Find the line in the entries below that contains "pub const KEY_UP_MSG: u32 = 0x0101;". Repeat it exactly, and every line after it through the line that contains "into the payload.".

(Data entries)
"""

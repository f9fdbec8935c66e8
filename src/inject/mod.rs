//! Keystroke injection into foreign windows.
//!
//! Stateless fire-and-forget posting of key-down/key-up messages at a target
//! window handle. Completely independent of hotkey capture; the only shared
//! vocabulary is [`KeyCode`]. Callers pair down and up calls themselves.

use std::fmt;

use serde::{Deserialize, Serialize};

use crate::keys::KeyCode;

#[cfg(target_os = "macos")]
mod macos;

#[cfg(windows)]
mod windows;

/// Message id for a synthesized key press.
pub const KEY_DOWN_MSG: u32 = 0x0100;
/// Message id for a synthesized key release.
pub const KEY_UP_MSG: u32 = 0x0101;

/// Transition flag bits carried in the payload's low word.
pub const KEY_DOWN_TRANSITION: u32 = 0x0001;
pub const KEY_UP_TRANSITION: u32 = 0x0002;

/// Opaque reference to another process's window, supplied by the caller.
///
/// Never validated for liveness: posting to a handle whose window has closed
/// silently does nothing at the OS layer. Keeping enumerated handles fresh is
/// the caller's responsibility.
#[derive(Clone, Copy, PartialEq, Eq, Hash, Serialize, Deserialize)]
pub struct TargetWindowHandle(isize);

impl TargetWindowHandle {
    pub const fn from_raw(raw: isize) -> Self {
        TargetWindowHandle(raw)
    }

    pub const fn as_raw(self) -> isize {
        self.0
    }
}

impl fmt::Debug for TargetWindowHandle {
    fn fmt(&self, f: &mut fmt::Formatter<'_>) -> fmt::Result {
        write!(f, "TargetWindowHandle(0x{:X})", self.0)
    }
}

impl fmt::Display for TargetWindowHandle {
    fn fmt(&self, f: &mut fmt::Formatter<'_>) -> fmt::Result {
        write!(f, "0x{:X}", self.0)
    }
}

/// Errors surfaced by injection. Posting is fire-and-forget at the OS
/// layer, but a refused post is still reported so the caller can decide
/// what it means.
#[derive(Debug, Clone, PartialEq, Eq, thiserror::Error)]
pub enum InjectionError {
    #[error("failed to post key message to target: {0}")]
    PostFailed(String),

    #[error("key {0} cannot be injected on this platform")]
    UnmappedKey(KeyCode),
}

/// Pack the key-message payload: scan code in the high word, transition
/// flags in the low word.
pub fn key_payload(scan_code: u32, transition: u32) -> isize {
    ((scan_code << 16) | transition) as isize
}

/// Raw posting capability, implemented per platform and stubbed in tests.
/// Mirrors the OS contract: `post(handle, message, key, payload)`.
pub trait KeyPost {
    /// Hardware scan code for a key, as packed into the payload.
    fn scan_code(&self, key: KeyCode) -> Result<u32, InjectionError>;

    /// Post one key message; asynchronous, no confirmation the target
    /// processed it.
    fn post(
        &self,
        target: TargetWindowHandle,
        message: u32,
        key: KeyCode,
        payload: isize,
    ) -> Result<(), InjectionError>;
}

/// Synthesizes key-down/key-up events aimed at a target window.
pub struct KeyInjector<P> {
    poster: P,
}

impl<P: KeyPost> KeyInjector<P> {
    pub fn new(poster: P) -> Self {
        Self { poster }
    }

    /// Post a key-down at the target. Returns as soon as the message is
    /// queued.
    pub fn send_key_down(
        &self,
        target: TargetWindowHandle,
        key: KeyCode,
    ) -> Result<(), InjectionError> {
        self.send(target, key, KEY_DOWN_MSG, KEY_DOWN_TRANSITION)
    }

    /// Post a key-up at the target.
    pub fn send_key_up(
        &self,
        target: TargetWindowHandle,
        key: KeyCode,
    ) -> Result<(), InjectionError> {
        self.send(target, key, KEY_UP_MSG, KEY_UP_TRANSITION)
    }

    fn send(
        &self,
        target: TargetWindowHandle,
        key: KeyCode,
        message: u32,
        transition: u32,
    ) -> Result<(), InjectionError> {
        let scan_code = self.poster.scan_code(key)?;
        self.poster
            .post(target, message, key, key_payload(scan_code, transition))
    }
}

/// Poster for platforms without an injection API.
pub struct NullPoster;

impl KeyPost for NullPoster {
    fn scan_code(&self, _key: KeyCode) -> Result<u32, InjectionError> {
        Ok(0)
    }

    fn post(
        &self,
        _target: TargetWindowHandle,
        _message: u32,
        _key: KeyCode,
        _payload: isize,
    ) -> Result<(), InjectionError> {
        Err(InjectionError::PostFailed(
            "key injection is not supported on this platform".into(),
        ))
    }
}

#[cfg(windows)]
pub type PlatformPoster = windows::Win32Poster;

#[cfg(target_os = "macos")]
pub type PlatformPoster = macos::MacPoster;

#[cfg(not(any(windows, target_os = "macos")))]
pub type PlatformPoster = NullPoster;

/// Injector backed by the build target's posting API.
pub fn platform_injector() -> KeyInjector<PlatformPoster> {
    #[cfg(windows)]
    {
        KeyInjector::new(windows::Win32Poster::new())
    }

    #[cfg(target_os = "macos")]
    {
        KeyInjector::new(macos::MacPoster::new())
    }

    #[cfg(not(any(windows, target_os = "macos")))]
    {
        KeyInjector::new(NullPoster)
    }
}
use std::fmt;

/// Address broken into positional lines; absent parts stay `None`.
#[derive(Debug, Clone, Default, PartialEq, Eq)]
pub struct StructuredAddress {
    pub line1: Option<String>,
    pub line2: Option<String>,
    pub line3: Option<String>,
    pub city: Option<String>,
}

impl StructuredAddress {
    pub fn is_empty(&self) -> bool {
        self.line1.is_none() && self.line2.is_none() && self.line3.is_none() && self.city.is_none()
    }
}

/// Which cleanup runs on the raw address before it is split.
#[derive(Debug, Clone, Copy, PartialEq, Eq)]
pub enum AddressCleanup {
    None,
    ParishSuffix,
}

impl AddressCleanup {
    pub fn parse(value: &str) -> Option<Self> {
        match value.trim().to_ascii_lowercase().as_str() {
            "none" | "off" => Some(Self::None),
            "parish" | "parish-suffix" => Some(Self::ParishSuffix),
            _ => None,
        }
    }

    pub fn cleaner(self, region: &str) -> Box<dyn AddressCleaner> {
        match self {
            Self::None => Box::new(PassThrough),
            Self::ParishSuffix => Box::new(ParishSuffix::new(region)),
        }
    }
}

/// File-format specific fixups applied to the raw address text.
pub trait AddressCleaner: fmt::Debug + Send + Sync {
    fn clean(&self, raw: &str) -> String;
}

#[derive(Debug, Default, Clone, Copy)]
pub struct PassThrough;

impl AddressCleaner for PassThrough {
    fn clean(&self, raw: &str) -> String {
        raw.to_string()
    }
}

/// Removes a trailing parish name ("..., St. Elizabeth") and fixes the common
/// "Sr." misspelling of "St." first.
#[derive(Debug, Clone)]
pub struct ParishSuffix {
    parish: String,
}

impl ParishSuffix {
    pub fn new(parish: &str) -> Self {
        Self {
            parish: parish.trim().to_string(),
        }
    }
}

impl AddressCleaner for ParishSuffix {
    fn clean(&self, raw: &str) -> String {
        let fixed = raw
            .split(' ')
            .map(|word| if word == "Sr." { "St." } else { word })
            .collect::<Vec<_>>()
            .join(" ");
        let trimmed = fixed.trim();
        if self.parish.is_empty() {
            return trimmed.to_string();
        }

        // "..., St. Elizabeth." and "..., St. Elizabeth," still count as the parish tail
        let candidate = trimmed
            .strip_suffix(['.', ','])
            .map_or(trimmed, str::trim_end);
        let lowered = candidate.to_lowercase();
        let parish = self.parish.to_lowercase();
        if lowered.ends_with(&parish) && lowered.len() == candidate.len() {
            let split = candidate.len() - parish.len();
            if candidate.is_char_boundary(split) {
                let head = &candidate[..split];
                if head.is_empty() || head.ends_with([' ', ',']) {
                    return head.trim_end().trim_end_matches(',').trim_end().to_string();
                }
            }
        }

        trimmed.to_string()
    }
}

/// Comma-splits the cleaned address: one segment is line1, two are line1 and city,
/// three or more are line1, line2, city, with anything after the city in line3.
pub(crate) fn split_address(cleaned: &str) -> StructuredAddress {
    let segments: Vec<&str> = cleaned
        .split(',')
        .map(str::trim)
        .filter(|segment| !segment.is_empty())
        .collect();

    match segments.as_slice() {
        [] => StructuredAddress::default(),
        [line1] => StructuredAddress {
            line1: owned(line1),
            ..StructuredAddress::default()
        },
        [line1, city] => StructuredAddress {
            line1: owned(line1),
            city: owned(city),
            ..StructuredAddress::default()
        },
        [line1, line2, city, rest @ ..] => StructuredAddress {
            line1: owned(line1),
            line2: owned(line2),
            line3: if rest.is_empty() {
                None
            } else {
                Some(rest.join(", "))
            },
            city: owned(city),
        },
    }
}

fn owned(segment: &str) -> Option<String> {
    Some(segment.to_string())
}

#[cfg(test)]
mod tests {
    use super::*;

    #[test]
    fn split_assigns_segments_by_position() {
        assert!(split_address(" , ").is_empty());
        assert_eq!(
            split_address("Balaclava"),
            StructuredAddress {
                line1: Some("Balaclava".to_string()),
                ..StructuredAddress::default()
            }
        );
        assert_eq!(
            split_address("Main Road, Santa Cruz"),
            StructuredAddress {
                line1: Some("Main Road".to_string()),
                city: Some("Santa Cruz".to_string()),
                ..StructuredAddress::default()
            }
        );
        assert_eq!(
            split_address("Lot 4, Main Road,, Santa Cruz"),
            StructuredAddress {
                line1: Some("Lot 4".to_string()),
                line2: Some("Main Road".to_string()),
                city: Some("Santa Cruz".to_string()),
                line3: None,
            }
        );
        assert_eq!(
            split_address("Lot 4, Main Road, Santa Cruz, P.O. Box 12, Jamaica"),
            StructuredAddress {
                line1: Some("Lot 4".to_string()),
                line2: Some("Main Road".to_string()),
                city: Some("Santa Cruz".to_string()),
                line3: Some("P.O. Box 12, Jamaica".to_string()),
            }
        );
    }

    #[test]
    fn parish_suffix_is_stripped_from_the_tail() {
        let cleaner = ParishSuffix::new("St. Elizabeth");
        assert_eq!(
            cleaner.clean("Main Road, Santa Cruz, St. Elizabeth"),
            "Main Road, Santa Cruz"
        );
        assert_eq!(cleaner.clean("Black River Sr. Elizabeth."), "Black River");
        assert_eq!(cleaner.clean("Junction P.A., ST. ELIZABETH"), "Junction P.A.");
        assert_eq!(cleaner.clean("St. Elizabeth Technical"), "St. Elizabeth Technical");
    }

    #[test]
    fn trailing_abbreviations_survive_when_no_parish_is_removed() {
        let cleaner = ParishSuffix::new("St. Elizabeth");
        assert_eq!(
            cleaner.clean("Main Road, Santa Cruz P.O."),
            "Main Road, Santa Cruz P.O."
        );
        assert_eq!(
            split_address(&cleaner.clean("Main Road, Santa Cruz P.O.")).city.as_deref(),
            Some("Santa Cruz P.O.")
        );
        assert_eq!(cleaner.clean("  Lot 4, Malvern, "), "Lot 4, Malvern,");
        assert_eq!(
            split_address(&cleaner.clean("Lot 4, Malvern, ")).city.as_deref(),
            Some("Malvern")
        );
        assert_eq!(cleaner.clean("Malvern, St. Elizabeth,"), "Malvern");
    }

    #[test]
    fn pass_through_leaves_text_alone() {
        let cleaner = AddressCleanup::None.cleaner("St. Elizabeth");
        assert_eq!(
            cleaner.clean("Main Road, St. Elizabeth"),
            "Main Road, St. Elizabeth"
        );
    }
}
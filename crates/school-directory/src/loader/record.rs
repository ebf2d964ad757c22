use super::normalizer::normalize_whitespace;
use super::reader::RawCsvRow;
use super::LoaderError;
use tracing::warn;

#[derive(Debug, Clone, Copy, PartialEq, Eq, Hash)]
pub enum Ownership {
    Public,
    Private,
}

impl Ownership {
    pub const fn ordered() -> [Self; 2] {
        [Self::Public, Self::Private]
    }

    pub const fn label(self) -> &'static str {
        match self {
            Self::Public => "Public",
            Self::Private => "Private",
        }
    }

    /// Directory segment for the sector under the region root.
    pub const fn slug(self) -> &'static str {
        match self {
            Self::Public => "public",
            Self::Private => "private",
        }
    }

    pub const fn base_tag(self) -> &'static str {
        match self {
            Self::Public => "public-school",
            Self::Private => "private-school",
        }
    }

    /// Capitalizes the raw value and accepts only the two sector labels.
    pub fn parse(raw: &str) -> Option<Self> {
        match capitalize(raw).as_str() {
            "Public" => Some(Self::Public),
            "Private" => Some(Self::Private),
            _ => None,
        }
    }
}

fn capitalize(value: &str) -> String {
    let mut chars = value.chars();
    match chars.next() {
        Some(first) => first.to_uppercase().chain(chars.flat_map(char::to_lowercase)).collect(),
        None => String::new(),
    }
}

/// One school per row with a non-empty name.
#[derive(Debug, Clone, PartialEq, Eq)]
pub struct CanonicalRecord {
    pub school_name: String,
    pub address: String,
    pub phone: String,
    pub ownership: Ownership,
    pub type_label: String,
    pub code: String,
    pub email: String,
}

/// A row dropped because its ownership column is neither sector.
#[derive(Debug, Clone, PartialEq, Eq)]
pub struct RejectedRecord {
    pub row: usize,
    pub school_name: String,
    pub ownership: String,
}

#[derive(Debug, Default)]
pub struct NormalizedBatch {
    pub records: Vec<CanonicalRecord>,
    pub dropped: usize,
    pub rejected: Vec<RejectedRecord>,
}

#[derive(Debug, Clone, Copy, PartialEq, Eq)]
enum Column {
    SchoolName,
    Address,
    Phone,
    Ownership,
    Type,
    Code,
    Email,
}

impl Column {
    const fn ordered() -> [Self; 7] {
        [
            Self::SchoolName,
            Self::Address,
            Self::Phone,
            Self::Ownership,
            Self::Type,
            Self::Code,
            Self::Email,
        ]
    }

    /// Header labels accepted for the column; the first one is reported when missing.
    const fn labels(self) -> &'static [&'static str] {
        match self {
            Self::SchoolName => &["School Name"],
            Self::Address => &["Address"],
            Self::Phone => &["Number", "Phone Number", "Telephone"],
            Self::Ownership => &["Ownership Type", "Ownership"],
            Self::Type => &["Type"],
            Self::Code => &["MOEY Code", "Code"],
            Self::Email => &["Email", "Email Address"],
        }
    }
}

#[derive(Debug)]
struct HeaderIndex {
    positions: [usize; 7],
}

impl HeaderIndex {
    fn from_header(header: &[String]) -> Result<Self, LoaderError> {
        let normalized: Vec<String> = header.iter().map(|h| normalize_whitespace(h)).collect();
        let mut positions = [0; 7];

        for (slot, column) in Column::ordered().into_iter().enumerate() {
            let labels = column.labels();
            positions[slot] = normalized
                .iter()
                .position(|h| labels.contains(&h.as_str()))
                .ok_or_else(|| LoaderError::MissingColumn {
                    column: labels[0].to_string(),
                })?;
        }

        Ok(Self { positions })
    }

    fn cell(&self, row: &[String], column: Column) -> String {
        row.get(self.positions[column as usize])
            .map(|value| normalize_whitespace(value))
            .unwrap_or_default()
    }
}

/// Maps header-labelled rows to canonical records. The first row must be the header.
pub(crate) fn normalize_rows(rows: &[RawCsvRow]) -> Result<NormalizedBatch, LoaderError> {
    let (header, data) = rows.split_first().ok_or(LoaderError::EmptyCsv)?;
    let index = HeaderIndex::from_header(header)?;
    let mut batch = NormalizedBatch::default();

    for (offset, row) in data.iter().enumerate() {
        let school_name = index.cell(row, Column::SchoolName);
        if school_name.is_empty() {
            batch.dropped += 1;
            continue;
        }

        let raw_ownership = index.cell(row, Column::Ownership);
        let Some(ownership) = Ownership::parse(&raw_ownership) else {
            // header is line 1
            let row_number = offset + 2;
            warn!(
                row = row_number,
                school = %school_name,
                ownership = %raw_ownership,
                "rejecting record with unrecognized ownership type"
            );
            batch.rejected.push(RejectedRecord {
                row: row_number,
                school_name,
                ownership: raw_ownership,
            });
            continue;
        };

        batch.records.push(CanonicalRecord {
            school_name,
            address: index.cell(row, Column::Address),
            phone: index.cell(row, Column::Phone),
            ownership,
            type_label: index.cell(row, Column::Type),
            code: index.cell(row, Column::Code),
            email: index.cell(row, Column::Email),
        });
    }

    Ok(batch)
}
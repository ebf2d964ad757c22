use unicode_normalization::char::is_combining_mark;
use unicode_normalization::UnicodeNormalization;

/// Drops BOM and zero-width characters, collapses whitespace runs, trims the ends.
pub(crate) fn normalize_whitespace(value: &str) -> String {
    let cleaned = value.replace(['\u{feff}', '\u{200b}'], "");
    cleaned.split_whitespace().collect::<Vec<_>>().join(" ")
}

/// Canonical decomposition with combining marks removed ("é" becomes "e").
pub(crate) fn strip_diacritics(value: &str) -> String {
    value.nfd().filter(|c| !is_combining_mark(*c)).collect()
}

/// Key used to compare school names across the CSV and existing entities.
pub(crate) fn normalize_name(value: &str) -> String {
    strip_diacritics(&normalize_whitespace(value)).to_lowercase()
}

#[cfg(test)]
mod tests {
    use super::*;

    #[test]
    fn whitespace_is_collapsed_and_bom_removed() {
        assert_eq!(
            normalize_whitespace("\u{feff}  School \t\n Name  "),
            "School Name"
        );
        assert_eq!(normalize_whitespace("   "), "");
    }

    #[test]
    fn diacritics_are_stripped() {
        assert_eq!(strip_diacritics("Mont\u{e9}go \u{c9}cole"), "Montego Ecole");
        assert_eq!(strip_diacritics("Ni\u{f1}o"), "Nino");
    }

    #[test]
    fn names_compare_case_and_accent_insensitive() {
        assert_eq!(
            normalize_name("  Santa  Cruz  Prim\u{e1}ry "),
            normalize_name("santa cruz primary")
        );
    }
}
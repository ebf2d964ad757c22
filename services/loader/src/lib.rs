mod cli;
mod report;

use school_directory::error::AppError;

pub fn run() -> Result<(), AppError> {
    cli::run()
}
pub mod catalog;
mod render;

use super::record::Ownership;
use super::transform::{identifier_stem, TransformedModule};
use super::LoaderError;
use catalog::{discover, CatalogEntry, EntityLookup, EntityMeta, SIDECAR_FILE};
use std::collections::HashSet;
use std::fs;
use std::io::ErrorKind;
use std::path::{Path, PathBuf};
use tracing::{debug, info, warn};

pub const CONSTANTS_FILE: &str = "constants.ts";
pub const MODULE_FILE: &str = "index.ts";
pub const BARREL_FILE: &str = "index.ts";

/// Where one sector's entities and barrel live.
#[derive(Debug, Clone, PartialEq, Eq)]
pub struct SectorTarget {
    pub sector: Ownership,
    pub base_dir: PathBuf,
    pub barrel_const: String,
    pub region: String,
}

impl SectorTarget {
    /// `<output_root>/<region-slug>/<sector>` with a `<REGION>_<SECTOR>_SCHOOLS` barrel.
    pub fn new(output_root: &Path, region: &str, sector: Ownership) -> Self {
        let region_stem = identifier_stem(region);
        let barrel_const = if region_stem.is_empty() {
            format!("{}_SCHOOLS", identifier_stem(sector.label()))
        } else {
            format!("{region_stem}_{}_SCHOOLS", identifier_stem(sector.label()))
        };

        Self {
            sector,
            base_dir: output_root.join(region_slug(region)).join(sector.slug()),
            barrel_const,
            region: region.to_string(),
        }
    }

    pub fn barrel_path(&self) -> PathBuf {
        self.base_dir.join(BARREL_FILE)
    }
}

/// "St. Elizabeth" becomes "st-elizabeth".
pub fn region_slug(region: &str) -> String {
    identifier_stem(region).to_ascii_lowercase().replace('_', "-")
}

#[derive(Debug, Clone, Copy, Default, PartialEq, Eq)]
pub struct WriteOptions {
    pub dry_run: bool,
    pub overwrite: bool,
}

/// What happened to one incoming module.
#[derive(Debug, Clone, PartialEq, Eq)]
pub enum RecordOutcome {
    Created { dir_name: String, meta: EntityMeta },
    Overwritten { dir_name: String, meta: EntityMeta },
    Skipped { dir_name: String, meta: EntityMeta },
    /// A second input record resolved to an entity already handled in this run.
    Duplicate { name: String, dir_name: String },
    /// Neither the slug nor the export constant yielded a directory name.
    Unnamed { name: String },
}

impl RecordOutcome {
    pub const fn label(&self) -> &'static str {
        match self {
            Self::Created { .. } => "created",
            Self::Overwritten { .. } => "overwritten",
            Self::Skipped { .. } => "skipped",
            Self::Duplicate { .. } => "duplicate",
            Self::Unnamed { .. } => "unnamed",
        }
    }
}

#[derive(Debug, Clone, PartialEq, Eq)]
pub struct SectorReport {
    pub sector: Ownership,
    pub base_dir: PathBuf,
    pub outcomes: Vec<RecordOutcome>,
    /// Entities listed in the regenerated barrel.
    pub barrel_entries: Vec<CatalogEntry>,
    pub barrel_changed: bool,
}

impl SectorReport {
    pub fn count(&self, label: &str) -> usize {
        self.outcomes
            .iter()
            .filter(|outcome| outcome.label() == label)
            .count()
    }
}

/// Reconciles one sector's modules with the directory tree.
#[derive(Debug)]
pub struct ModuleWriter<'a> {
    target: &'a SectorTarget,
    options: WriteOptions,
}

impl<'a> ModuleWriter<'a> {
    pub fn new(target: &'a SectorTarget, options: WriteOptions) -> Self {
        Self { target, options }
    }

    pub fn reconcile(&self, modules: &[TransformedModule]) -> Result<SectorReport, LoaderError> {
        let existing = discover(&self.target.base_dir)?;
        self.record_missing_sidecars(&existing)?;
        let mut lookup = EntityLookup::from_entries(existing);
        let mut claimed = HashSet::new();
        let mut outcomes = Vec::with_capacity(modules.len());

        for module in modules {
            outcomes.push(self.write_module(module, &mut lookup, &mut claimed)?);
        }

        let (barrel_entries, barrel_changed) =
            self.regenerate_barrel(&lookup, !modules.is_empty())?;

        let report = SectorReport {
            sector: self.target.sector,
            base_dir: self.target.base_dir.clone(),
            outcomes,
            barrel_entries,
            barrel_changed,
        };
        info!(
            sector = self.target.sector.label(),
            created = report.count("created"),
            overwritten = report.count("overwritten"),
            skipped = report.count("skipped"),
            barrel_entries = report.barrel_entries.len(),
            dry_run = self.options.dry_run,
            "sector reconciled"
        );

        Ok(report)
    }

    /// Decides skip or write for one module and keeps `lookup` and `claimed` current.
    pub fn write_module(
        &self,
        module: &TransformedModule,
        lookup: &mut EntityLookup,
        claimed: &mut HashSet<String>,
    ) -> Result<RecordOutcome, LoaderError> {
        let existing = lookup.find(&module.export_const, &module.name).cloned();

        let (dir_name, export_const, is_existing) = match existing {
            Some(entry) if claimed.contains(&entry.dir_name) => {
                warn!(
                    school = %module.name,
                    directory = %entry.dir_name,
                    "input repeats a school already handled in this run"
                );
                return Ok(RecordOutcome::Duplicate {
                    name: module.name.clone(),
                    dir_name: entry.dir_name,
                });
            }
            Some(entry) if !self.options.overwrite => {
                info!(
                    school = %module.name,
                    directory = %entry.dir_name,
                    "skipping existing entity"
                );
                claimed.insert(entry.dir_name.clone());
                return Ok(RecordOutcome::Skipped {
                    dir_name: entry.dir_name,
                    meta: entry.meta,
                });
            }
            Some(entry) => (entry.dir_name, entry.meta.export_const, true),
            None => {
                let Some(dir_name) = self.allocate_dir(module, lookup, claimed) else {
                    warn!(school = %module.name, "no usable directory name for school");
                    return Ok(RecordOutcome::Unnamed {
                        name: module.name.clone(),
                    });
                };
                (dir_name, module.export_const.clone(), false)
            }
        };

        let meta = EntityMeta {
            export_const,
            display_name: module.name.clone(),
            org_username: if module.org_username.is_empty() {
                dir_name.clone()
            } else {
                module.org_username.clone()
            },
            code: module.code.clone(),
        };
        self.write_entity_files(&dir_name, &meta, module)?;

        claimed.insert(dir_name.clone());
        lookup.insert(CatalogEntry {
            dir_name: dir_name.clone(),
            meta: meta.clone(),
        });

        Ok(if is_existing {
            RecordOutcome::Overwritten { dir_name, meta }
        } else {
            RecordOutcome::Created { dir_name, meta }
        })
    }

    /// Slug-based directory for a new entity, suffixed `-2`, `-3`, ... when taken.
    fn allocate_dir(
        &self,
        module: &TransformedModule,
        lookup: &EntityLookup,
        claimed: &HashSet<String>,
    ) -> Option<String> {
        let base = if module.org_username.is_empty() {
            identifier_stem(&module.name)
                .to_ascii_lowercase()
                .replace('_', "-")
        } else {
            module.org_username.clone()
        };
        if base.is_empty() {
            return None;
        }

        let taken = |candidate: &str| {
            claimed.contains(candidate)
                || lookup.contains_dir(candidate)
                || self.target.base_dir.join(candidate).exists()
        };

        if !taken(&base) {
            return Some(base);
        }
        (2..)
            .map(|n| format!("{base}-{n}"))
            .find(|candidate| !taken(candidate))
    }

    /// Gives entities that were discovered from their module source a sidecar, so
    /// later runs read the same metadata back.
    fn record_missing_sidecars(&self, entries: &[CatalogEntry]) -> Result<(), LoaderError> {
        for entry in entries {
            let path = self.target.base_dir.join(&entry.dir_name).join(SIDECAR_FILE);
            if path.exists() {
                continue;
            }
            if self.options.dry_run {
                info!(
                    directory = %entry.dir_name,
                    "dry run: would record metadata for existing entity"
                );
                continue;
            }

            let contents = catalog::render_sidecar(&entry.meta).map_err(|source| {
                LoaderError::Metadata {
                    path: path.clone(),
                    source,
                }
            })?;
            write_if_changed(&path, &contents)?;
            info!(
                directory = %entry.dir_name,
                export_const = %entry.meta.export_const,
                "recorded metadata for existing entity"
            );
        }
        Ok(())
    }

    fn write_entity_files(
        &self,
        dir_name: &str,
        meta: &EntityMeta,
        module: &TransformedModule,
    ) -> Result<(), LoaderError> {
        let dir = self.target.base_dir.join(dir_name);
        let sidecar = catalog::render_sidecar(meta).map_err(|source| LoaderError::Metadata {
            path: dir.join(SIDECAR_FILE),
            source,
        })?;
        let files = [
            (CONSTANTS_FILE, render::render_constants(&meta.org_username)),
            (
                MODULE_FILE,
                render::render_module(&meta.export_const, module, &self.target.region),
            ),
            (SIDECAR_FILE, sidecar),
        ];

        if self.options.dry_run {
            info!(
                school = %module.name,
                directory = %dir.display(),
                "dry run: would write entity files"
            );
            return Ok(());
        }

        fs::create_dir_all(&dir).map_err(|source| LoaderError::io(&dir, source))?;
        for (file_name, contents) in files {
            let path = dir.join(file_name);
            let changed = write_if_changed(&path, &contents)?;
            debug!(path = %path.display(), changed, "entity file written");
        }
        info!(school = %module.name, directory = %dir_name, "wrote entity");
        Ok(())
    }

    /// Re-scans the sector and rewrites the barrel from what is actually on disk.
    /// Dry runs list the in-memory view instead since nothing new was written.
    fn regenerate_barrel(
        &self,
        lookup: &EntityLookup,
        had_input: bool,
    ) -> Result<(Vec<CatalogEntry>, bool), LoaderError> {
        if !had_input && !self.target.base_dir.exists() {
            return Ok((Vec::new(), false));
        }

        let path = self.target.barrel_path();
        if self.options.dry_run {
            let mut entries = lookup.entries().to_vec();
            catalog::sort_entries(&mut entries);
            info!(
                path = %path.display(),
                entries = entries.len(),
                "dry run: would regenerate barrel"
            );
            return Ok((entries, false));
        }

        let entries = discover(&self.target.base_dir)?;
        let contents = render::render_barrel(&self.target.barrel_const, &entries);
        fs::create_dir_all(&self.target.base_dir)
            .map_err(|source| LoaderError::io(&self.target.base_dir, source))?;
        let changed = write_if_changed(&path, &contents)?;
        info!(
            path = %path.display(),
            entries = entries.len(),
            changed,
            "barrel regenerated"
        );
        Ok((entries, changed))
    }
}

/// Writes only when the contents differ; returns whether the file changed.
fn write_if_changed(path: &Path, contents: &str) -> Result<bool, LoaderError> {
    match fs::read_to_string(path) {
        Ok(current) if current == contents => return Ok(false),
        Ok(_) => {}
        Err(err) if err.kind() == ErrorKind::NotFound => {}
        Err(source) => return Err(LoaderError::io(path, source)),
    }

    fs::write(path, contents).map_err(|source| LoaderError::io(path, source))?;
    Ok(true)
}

"""

=== Exercise output ===
pub const KEY_UP_MSG: u32 = 0x0101;

/// Transition flag bits carried in the payload's low word.
pub const KEY_DOWN_TRANSITION: u32 = 0x0001;
pub const KEY_UP_TRANSITION: u32 = 0x0002;

/// Opaque reference to another process's window, supplied by the caller.
///
/// Never validated for liveness: posting to a handle whose window has closed
/// silently does nothing at the OS layer. Keeping enumerated handles fresh is
/// the caller's responsibility.
#[derive(Clone, Copy, PartialEq, Eq, Hash, Serialize, Deserialize)]
pub struct TargetWindowHandle(isize);

impl TargetWindowHandle {
    pub const fn from_raw(raw: isize) -> Self {
        TargetWindowHandle(raw)
    }

    pub const fn as_raw(self) -> isize {
        self.0
    }
}

impl fmt::Debug for TargetWindowHandle {
    fn fmt(&self, f: &mut fmt::Formatter<'_>) -> fmt::Result {
        write!(f, "TargetWindowHandle(0x{:X})", self.0)
    }
}

impl fmt::Display for TargetWindowHandle {
    fn fmt(&self, f: &mut fmt::Formatter<'_>) -> fmt::Result {
        write!(f, "0x{:X}", self.0)
    }
}

/// Errors surfaced by injection. Posting is fire-and-forget at the OS
/// layer, but a refused post is still reported so the caller can decide
/// what it means.
#[derive(Debug, Clone, PartialEq, Eq, thiserror::Error)]
pub enum InjectionError {
    #[error("failed to post key message to target: {0}")]
    PostFailed(String),

    #[error("key {0} cannot be injected on this platform")]
    UnmappedKey(KeyCode),
}

/// Pack the key-message payload: scan code in the high word, transition
/// flags in the low word.
pub fn key_payload(scan_code: u32, transition: u32) -> isize {
    ((scan_code << 16) | transition) as isize
}

/// Raw posting capability, implemented per platform and stubbed in tests.
/// Mirrors the OS contract: `post(handle, message, key, payload)`.
pub trait KeyPost {
    /// Hardware scan code for a key, as packed into the payload.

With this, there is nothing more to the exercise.